Argentinos radicados en Israel como Claudio, Karina y Nicolás Fleiderman relatan su vida cotidiana marcada por sirenas de misiles de Hezbollah e Irán, pero mantienen rutinas normales y celebraron la muerte del ayatolá iraní, a quien culpan por atentados como el de la AMIA.
Su mudanza fue un proyecto familiar exitoso: los hijos se adaptaron al país, aprendieron el idioma, forman vínculos, disfrutan libertad nocturna y evitan problemas graves como las drogas que azotan a los jóvenes en Argentina. La familia en Argentina se preocupa por las noticias, pero videollamadas diarias los tranquilizan mostrando su calma real.
Daniel Golubok, desde Alpemenaste en Samaria a 35 km de Tel Aviv, enfrenta alarmas cada dos o tres horas pero celebra el carnaval judío de Purim con un asado familiar pese a todo.
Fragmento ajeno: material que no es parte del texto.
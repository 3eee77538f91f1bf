use ratatui::layout::{Constraint, Direction, Layout, Rect};

pub fn centered_rect(percent_x: u16, percent_y: u16, r: Rect) -> Rect {
    let vertical = Layout::default()
        .direction(Direction::Vertical)
        .constraints([
            Constraint::Percentage((100 - percent_y) / 2),
            Constraint::Percentage(percent_y),
            Constraint::Percentage((100 - percent_y) / 2),
        ])
        .split(r);

    Layout::default()
        .direction(Direction::Horizontal)
        .constraints([
            Constraint::Percentage((100 - percent_x) / 2),
            Constraint::Percentage(percent_x),
            Constraint::Percentage((100 - percent_x) / 2),
        ])
        .split(vertical[1])[1]
}
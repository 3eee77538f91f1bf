use std::process::{Child, Command, Stdio};

use tracing::{debug, warn};
use which::which;

use crate::error::LaunchError;

/// Fire-and-forget hand-off of a URL to whatever the host uses to open it.
pub trait Navigator {
    fn open_external(&mut self, url: &str) -> Result<(), LaunchError>;
}

/// A hidden attempt at a deep link that must be released exactly once.
pub trait ProbeHandle {
    fn teardown(self: Box<Self>);
}

pub trait Prober {
    fn start_probe(&mut self, link: &str) -> std::io::Result<Box<dyn ProbeHandle>>;
}

/// Owns a probe and tears it down when released or dropped.
pub struct ProbeGuard {
    handle: Option<Box<dyn ProbeHandle>>,
}

impl ProbeGuard {
    pub fn new(handle: Box<dyn ProbeHandle>) -> Self {
        Self {
            handle: Some(handle),
        }
    }

    pub fn release(mut self) {
        self.teardown_now();
    }

    fn teardown_now(&mut self) {
        if let Some(handle) = self.handle.take() {
            handle.teardown();
        }
    }
}

impl Drop for ProbeGuard {
    fn drop(&mut self) {
        self.teardown_now();
    }
}

/// Uses the host's default URL handler (xdg-open, open, start, ...).
#[derive(Debug, Default)]
pub struct SystemOpener;

impl SystemOpener {
    /// Whether any known URL handler program is on PATH.
    pub fn is_available() -> bool {
        handler_command("https://example.invalid").is_some()
    }
}

impl Navigator for SystemOpener {
    fn open_external(&mut self, url: &str) -> Result<(), LaunchError> {
        debug!(url, "opening externally");
        open::that_detached(url).map_err(|source| LaunchError::Navigation {
            url: url.to_string(),
            source,
        })
    }
}

impl Prober for SystemOpener {
    fn start_probe(&mut self, link: &str) -> std::io::Result<Box<dyn ProbeHandle>> {
        let mut command = handler_command(link).ok_or_else(|| {
            std::io::Error::new(std::io::ErrorKind::NotFound, "no url handler on PATH")
        })?;
        let child = command
            .stdin(Stdio::null())
            .stdout(Stdio::null())
            .stderr(Stdio::null())
            .spawn()?;
        debug!(link, pid = child.id(), "deep link probe started");
        Ok(Box::new(ChildProbe(child)))
    }
}

fn handler_command(url: &str) -> Option<Command> {
    open::commands(url)
        .into_iter()
        .find(|command| which(command.get_program()).is_ok())
}

struct ChildProbe(Child);

impl ProbeHandle for ChildProbe {
    fn teardown(self: Box<Self>) {
        let mut child = self.0;
        match child.try_wait() {
            Ok(Some(_)) => {}
            Ok(None) => {
                if let Err(e) = child.kill() {
                    warn!(error = %e, "failed to stop deep link probe");
                }
                let _ = child.wait();
            }
            Err(e) => warn!(error = %e, "failed to poll deep link probe"),
        }
        debug!("deep link probe torn down");
    }
}

#[cfg(test)]
mod tests {
    use std::cell::Cell;
    use std::rc::Rc;

    use super::*;

    struct CountingProbe(Rc<Cell<u32>>);

    impl ProbeHandle for CountingProbe {
        fn teardown(self: Box<Self>) {
            self.0.set(self.0.get() + 1);
        }
    }

    #[test]
    fn test_guard_release_tears_down_once() {
        let count = Rc::new(Cell::new(0));
        let guard = ProbeGuard::new(Box::new(CountingProbe(Rc::clone(&count))));
        guard.release();
        assert_eq!(count.get(), 1);
    }

    #[test]
    fn test_guard_drop_tears_down() {
        let count = Rc::new(Cell::new(0));
        {
            let _guard = ProbeGuard::new(Box::new(CountingProbe(Rc::clone(&count))));
        }
        assert_eq!(count.get(), 1);
    }
}
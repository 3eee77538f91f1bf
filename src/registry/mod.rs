pub mod catalog;
pub mod loader;
pub mod model;

pub use catalog::{Catalog, FilterState, ALL_CATEGORIES};
pub use loader::{load_catalog, LoadedCatalog};
pub use model::{AppEntry, PlatformAction};
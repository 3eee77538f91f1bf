use ratatui::{
    layout::Rect,
    prelude::*,
    style::{Modifier, Style},
    widgets::{Block, BorderType, Borders, Tabs},
    Frame,
};

use crate::app::state::App;

pub fn render_category_tabs(frame: &mut Frame<'_>, area: Rect, app: &App) {
    let p = app.theme.palette();
    let category_titles = app
        .catalog
        .categories()
        .iter()
        .map(|c| Line::from(c.to_string()))
        .collect::<Vec<_>>();
    let cat_tabs = Tabs::new(category_titles)
        .select(app.selected_category)
        .block(
            Block::default()
                .title(" Category ")
                .borders(Borders::ALL)
                .border_type(BorderType::Rounded)
                .border_style(Style::default().fg(p.panel)),
        )
        .style(Style::default().fg(p.muted))
        .highlight_style(
            Style::default()
                .fg(p.success)
                .add_modifier(Modifier::BOLD | Modifier::UNDERLINED),
        )
        .divider(" | ");
    frame.render_widget(cat_tabs, area);
}
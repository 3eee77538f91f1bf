use tracing::{info, warn};

use super::model::AppEntry;
use crate::cache::{FetchSource, OfflineCache, Request};
use crate::error::{CacheError, CatalogFetchError};

#[derive(Debug)]
pub struct LoadedCatalog {
    pub entries: Vec<AppEntry>,
    pub source: FetchSource,
}

pub fn parse_entries(body: &[u8]) -> Result<Vec<AppEntry>, CatalogFetchError> {
    Ok(serde_json::from_slice(body)?)
}

/// Fetches the catalog document through the offline cache. A cached copy is
/// returned as-is while the cache refreshes it in the background.
pub fn load_catalog(cache: &OfflineCache, url: &str) -> Result<LoadedCatalog, CatalogFetchError> {
    let request = Request::get(url).with_header("Cache-Control", "no-store");
    let fetched = cache.fetch(request)?;

    if !fetched.response.is_success() {
        warn!(url, status = fetched.response.status, "catalog request failed");
        return Err(CacheError::Status {
            url: url.to_string(),
            status: fetched.response.status,
        }
        .into());
    }

    let entries = parse_entries(&fetched.response.body)?;
    info!(
        url,
        count = entries.len(),
        source = ?fetched.source,
        "catalog loaded"
    );
    Ok(LoadedCatalog {
        entries,
        source: fetched.source,
    })
}
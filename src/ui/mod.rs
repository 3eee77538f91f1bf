pub mod components;
pub mod draw;
pub mod layout;
pub mod theme;
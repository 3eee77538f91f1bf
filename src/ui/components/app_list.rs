use ratatui::{
    layout::{Constraint, Direction, Layout, Rect},
    prelude::*,
    style::{Modifier, Style},
    widgets::{Block, BorderType, Borders, List, ListItem, Paragraph, Wrap},
    Frame,
};

use crate::app::state::{App, CatalogStatus};
use crate::utils::{human_size, truncate_with_ellipsis};

pub fn render_app_list(frame: &mut Frame<'_>, area: Rect, app: &mut App) {
    let p = app.theme.palette();
    let catalog_block = Block::default()
        .title(" Catalog ")
        .borders(Borders::ALL)
        .border_type(BorderType::Rounded)
        .border_style(Style::default().fg(p.panel))
        .style(Style::default().bg(p.bg));
    let catalog_inner = catalog_block.inner(area);
    frame.render_widget(catalog_block, area);

    match &app.catalog_status {
        CatalogStatus::Failed(message) => {
            render_error_card(frame, catalog_inner, app, message.clone());
            return;
        }
        CatalogStatus::Loading if app.catalog.is_empty() => {
            let loading = Paragraph::new("Loading catalog...").style(Style::default().fg(p.muted));
            frame.render_widget(loading, catalog_inner);
            return;
        }
        _ => {}
    }

    let left_chunks = Layout::default()
        .direction(Direction::Vertical)
        .constraints([Constraint::Length(1), Constraint::Min(4)])
        .split(catalog_inner);

    let header_line = Paragraph::new("Name                 Category        Size        Description")
        .style(Style::default().fg(p.muted).add_modifier(Modifier::BOLD));
    frame.render_widget(header_line, left_chunks[0]);

    let list_width = left_chunks[1].width as usize;
    let desc_width = if list_width > 54 { list_width - 54 } else { 12 };
    let items: Vec<ListItem> = app
        .filtered_indices
        .iter()
        .filter_map(|idx| app.catalog.entries().get(*idx))
        .map(|entry| {
            let display_name = truncate_with_ellipsis(&entry.name, 20);
            let display_category = truncate_with_ellipsis(&entry.category, 14);
            let display_desc = truncate_with_ellipsis(&entry.description, desc_width);

            let line = Line::from(vec![
                Span::styled(format!("{:<21}", display_name), Style::default().fg(p.text)),
                Span::styled(
                    format!("{:<16}", display_category),
                    Style::default().fg(p.muted),
                ),
                Span::styled(
                    format!("{:<12}", human_size(entry.size_bytes)),
                    Style::default().fg(p.primary),
                ),
                Span::styled(display_desc, Style::default().fg(p.text)),
            ]);

            ListItem::new(line)
        })
        .collect();

    let app_list = List::new(items)
        .highlight_style(
            Style::default()
                .bg(p.highlight)
                .fg(p.text)
                .add_modifier(Modifier::BOLD),
        )
        .highlight_symbol(">> ")
        .repeat_highlight_symbol(true);

    frame.render_stateful_widget(app_list, left_chunks[1], &mut app.list_state);
}

fn render_error_card(frame: &mut Frame<'_>, area: Rect, app: &App, message: String) {
    let p = app.theme.palette();
    let card = Paragraph::new(message)
        .style(Style::default().fg(p.warning))
        .wrap(Wrap { trim: true })
        .block(
            Block::default()
                .title(" Catalog unavailable ")
                .borders(Borders::ALL)
                .border_type(BorderType::Rounded)
                .border_style(Style::default().fg(p.warning)),
        );
    let height = area.height.min(5);
    frame.render_widget(card, Rect::new(area.x, area.y, area.width, height));
}
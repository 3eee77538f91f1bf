pub mod manager;
pub mod store;
pub mod transport;

pub use manager::{FetchSource, Fetched, OfflineCache};
pub use store::{CacheEntry, CacheStore};
pub use transport::{NetTransport, Request, Response, Transport};
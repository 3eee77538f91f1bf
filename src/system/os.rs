use std::fmt;

#[derive(Debug, Clone, Copy, PartialEq, Eq, Hash, PartialOrd, Ord)]
pub enum PlatformTag {
    Android,
    Ios,
    Windows,
    Mac,
    Web,
}

impl PlatformTag {
    pub const ALL: [PlatformTag; 5] = [
        PlatformTag::Android,
        PlatformTag::Ios,
        PlatformTag::Windows,
        PlatformTag::Mac,
        PlatformTag::Web,
    ];

    /// Key used for this platform in the catalog's `platforms` map.
    pub fn as_str(&self) -> &'static str {
        match self {
            PlatformTag::Android => "android",
            PlatformTag::Ios => "ios",
            PlatformTag::Windows => "windows",
            PlatformTag::Mac => "mac",
            PlatformTag::Web => "web",
        }
    }

    pub fn label(&self) -> &'static str {
        match self {
            PlatformTag::Android => "Android",
            PlatformTag::Ios => "iOS",
            PlatformTag::Windows => "Windows",
            PlatformTag::Mac => "macOS",
            PlatformTag::Web => "Web",
        }
    }

    pub fn detect(signals: &EnvironmentSignals) -> Self {
        let agent = signals.agent.to_ascii_lowercase();
        if agent.contains("android") {
            return Self::Android;
        }
        if IOS_MARKERS.iter().any(|marker| agent.contains(marker)) && !signals.legacy_ios_shim {
            return Self::Ios;
        }
        if agent.contains("win") {
            return Self::Windows;
        }
        if agent.contains("mac") {
            return Self::Mac;
        }
        Self::Web
    }
}

impl fmt::Display for PlatformTag {
    fn fmt(&self, f: &mut fmt::Formatter<'_>) -> fmt::Result {
        f.write_str(self.as_str())
    }
}

const IOS_MARKERS: [&str; 3] = ["ipad", "iphone", "ipod"];

/// What the detector gets to look at. `legacy_ios_shim` is the old
/// platform property whose presence rules out an iOS classification.
#[derive(Debug, Clone, Default, PartialEq, Eq)]
pub struct EnvironmentSignals {
    pub agent: String,
    pub legacy_ios_shim: bool,
}

impl EnvironmentSignals {
    pub fn new(agent: impl Into<String>) -> Self {
        Self {
            agent: agent.into(),
            legacy_ios_shim: false,
        }
    }

    /// Signals for the running host, unless an explicit agent string is configured.
    pub fn from_host(agent_override: Option<&str>) -> Self {
        match agent_override {
            Some(agent) if !agent.trim().is_empty() => Self::new(agent),
            _ => Self::new(host_agent(std::env::consts::OS)),
        }
    }
}

fn host_agent(os: &str) -> String {
    match os {
        "windows" => "Windows NT".to_string(),
        "macos" => "Macintosh".to_string(),
        "android" => "Android".to_string(),
        "ios" => "iPhone".to_string(),
        "linux" => "X11; Linux".to_string(),
        other => other.to_string(),
    }
}
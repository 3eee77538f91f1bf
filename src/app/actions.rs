use std::sync::Arc;

use crossbeam_channel::{unbounded, Receiver, Sender};
use tracing::{debug, info, warn};

use super::state::{App, CatalogStatus, LogLevel};
use crate::cache::OfflineCache;
use crate::error::{CatalogFetchError, LaunchError};
use crate::launch::{AttemptReport, Clock, LaunchAction, Launcher, Resolution};
use crate::registry::loader::{load_catalog, LoadedCatalog};
use crate::system::identity::{IdentityProvider, Session};
use crate::system::navigator::{Navigator, Prober};

/// Results delivered to the event loop from worker threads and the identity
/// provider.
#[derive(Debug)]
pub enum AppEvent {
    CatalogLoaded(Result<LoadedCatalog, CatalogFetchError>),
    SessionChanged(Option<Session>),
}

/// Everything the controller talks to besides the app state itself.
pub struct Services<N, C: Clock> {
    pub launcher: Launcher<N, C>,
    pub identity: Box<dyn IdentityProvider>,
    pub cache: Arc<OfflineCache>,
    pub catalog_url: String,
    events_tx: Sender<AppEvent>,
    events_rx: Receiver<AppEvent>,
}

impl<N: Navigator + Prober, C: Clock> Services<N, C> {
    pub fn new(
        launcher: Launcher<N, C>,
        mut identity: Box<dyn IdentityProvider>,
        cache: Arc<OfflineCache>,
        catalog_url: impl Into<String>,
    ) -> Self {
        let (events_tx, events_rx) = unbounded();

        identity.initialize();
        let session_tx = events_tx.clone();
        identity.on_state_changed(Box::new(move |session| {
            let _ = session_tx.send(AppEvent::SessionChanged(session));
        }));

        Self {
            launcher,
            identity,
            cache,
            catalog_url: catalog_url.into(),
            events_tx,
            events_rx,
        }
    }

    pub fn events(&self) -> &Receiver<AppEvent> {
        &self.events_rx
    }
}

/// Loads the catalog on a worker thread. With `bootstrap`, an empty cache is
/// first precached and stale cache generations are purged.
pub fn request_catalog<N, C: Clock>(app: &mut App, services: &Services<N, C>, bootstrap: bool) {
    app.catalog_status = CatalogStatus::Loading;
    app.set_status("Loading catalog...");

    let cache = Arc::clone(&services.cache);
    let url = services.catalog_url.clone();
    let tx = services.events_tx.clone();
    let spawned = std::thread::Builder::new()
        .name("catalog-load".into())
        .spawn(move || {
            if bootstrap {
                bootstrap_cache(&cache);
            }
            let _ = tx.send(AppEvent::CatalogLoaded(load_catalog(&cache, &url)));
        });

    if let Err(e) = spawned {
        warn!(error = %e, "could not start catalog worker");
        app.catalog_failed(format!("Could not start catalog loader: {e}"));
    }
}

fn bootstrap_cache(cache: &OfflineCache) {
    if cache.store().is_empty() {
        match cache.install() {
            Ok(count) => info!(count, "offline cache installed"),
            Err(e) => warn!(error = %e, "offline cache install failed"),
        }
    }
    match cache.activate() {
        Ok(removed) if !removed.is_empty() => info!(?removed, "old cache generations removed"),
        Ok(_) => {}
        Err(e) => warn!(error = %e, "cache activation failed"),
    }
}

pub fn drain_events<N, C: Clock>(app: &mut App, services: &Services<N, C>) {
    for event in services.events_rx.try_iter() {
        apply_event(app, event);
    }
}

pub fn apply_event(app: &mut App, event: AppEvent) {
    match event {
        AppEvent::CatalogLoaded(Ok(loaded)) => {
            app.replace_catalog(loaded.entries, loaded.source);
        }
        AppEvent::CatalogLoaded(Err(e)) => {
            warn!(error = %e, "catalog load failed");
            app.log(format!("Error: {e}"), LogLevel::Error);
            app.catalog_failed(e.user_message());
        }
        AppEvent::SessionChanged(session) => {
            match &session {
                Some(s) => app.set_status(format!("Signed in as {}", s.label())),
                None if app.session.is_some() => app.set_status("Signed out."),
                None => {}
            }
            app.session = session;
        }
    }
}

pub fn install_focused<N: Navigator + Prober, C: Clock>(app: &mut App, services: &mut Services<N, C>) {
    match app.current_id() {
        Some(id) => install_by_id(app, services, &id),
        None => app.set_status("No app focused to install."),
    }
}

pub fn open_focused<N: Navigator + Prober, C: Clock>(app: &mut App, services: &mut Services<N, C>) {
    match app.current_id() {
        Some(id) => open_by_id(app, services, &id),
        None => app.set_status("No app focused to open."),
    }
}

pub fn install_by_id<N: Navigator + Prober, C: Clock>(
    app: &mut App,
    services: &mut Services<N, C>,
    id: &str,
) {
    let Some(entry) = app.catalog.find(id).cloned() else {
        debug!(id, "install requested for unknown app");
        return;
    };
    let result = services.launcher.install(&entry, app.platform);
    report_launch(app, &entry.name, "Installing", result);
}

pub fn open_by_id<N: Navigator + Prober, C: Clock>(
    app: &mut App,
    services: &mut Services<N, C>,
    id: &str,
) {
    let Some(entry) = app.catalog.find(id).cloned() else {
        debug!(id, "open requested for unknown app");
        return;
    };
    let result = services.launcher.open(&entry, app.platform);
    report_launch(app, &entry.name, "Opening", result);
}

fn report_launch(
    app: &mut App,
    name: &str,
    verb: &str,
    result: Result<LaunchAction, LaunchError>,
) {
    match result {
        Ok(LaunchAction::Open(url)) => {
            app.log(format!("{verb} {name}"), LogLevel::Success);
            app.set_status(format!("{verb} {name}: {url}"));
        }
        Ok(LaunchAction::DeepLink { link, .. }) => {
            app.log(format!("Trying {link}"), LogLevel::Info);
            app.set_status(format!("{verb} {name} via {link}..."));
        }
        Err(e) => {
            warn!(app = name, error = %e, "launch failed");
            app.show_alert("Action unavailable", e.user_message());
        }
    }
}

pub fn poll_launches<N: Navigator + Prober, C: Clock>(app: &mut App, services: &mut Services<N, C>) {
    for report in services.launcher.poll() {
        apply_attempt_report(app, &report);
    }
}

fn apply_attempt_report(app: &mut App, report: &AttemptReport) {
    match &report.resolution {
        Resolution::HandedOff { .. } => {
            app.log(format!("Handed off to {}", report.link), LogLevel::Success);
        }
        Resolution::Superseded => {}
        Resolution::FallbackOpened { url, .. } => {
            app.log("App not installed, opening store".to_string(), LogLevel::Info);
            app.set_status(format!("Opened fallback {url}"));
        }
        Resolution::NoFallback { .. } => {
            app.log(format!("Nothing answered {}", report.link), LogLevel::Error);
        }
        Resolution::FallbackFailed { url, error } => {
            app.log(format!("Error: {error}"), LogLevel::Error);
            app.set_status(format!("Could not open {url}"));
        }
    }
}

pub fn submit_login<N, C: Clock>(app: &mut App, services: &mut Services<N, C>) {
    let Some(form) = app.login.clone() else {
        return;
    };
    match services
        .identity
        .sign_in_with_email_password(&form.email, &form.password)
    {
        Ok(session) => {
            info!(user = session.label(), "signed in");
            app.login = None;
        }
        Err(e) => {
            warn!(error = %e, "email sign-in failed");
            app.show_alert("Sign-in failed", format!("Error signing in: {e}"));
        }
    }
}

pub fn popup_login<N, C: Clock>(app: &mut App, services: &mut Services<N, C>) {
    match services.identity.sign_in_with_popup() {
        Ok(session) => {
            info!(user = session.label(), "signed in with provider");
            app.login = None;
        }
        Err(e) => {
            warn!(error = %e, "provider sign-in failed");
            app.show_alert("Sign-in failed", format!("Error signing in with provider: {e}"));
        }
    }
}

pub fn sign_out<N, C: Clock>(app: &mut App, services: &mut Services<N, C>) {
    if app.session.is_none() {
        app.set_status("Not signed in.");
        return;
    }
    if let Err(e) = services.identity.sign_out() {
        warn!(error = %e, "sign-out failed");
        app.show_alert("Sign-out failed", e.to_string());
    }
}
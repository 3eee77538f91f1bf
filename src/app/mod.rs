pub mod actions;
pub mod state;
pub mod update;

pub use actions::{request_catalog, AppEvent, Services};
pub use state::App;
pub use update::{handle_key, run};
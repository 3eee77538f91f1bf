//! File logging for the launcher.
//!
//! The terminal belongs to the UI, so tracing output goes to
//! `<log_dir>/applaunch.log`. Level defaults to `info`, `RUST_LOG` overrides.

use std::path::Path;

use tracing_appender::rolling::{RollingFileAppender, Rotation};
use tracing_subscriber::{fmt, EnvFilter};

use crate::error::ConfigError;

pub fn init_logging(log_dir: &Path) -> Result<(), ConfigError> {
    std::fs::create_dir_all(log_dir).map_err(|source| ConfigError::Read {
        path: log_dir.display().to_string(),
        source,
    })?;

    let appender = RollingFileAppender::builder()
        .rotation(Rotation::NEVER)
        .filename_prefix("applaunch")
        .filename_suffix("log")
        .build(log_dir)
        .map_err(|e| ConfigError::Logging(e.to_string()))?;

    let subscriber = fmt()
        .with_writer(appender)
        .with_env_filter(
            EnvFilter::try_from_default_env().unwrap_or_else(|_| EnvFilter::new("info")),
        )
        .with_ansi(false)
        .with_target(true)
        .finish();

    tracing::subscriber::set_global_default(subscriber)
        .map_err(|e| ConfigError::Logging(e.to_string()))?;

    tracing::info!("applaunch v{} started", env!("CARGO_PKG_VERSION"));
    Ok(())
}
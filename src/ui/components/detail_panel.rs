use ratatui::{
    layout::Rect,
    prelude::*,
    style::{Modifier, Style},
    widgets::{Block, BorderType, Borders, Paragraph, Wrap},
    Frame,
};

use crate::app::state::App;
use crate::launch::{resolve_install, resolve_open};
use crate::utils::human_size;

pub fn render_detail_panel(frame: &mut Frame<'_>, area: Rect, app: &App) {
    let p = app.theme.palette();
    let details_block = Block::default()
        .title(" Details ")
        .borders(Borders::ALL)
        .border_type(BorderType::Rounded)
        .border_style(Style::default().fg(p.panel))
        .style(Style::default().bg(p.bg));
    let details_inner = details_block.inner(area);
    frame.render_widget(details_block, area);

    let field = |label: &'static str, value: String, color: Color| {
        Line::from(vec![
            Span::styled(label, Style::default().fg(p.muted)),
            Span::styled(value, Style::default().fg(color)),
        ])
    };

    let details_lines = if let Some(entry) = app.current_entry() {
        let install_display = resolve_install(entry, app.platform)
            .map(|action| action.describe())
            .unwrap_or_else(|_| "N/A".to_string());
        let open_display = resolve_open(entry, app.platform)
            .map(|action| action.describe())
            .unwrap_or_else(|_| "N/A".to_string());
        let tags = entry.tags.iter().cloned().collect::<Vec<_>>().join(", ");

        vec![
            Line::from(vec![
                Span::styled("Name: ", Style::default().fg(p.muted)),
                Span::styled(
                    entry.name.clone(),
                    Style::default().fg(p.text).add_modifier(Modifier::BOLD),
                ),
            ]),
            field("ID: ", entry.id.clone(), p.text),
            field("Category: ", entry.category.clone(), p.text),
            field("Tags: ", tags, p.text),
            field("Size: ", human_size(entry.size_bytes), p.text),
            field("Platform: ", app.platform.label().to_string(), p.text),
            Line::from(""),
            Line::from(Span::styled(
                entry.description.clone(),
                Style::default().fg(p.text),
            )),
            Line::from(""),
            field("Install: ", install_display, p.success),
            field("Open: ", open_display, p.primary),
        ]
    } else {
        vec![Line::from(Span::styled(
            "No apps match the current category/search.",
            Style::default().fg(p.muted),
        ))]
    };

    let details_widget = Paragraph::new(details_lines).wrap(Wrap { trim: true });
    frame.render_widget(details_widget, details_inner);
}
Se mudó para criar a su familia en seguridad como judíos, consciente de que Israel, con nueve millones de habitantes, está rodeado por cien millones de enemigos en las fronteras.
A sus 65 años, sargento retirado del ejército israelí, Daniel patrulla las fronteras armado con pistola y fusil como voluntario para prevenir invasiones como la matanza del 7 de octubre de 2023. Toda su familia sirvió en unidades de combate y él está dispuesto a dar la vida por Israel y sus once nietos.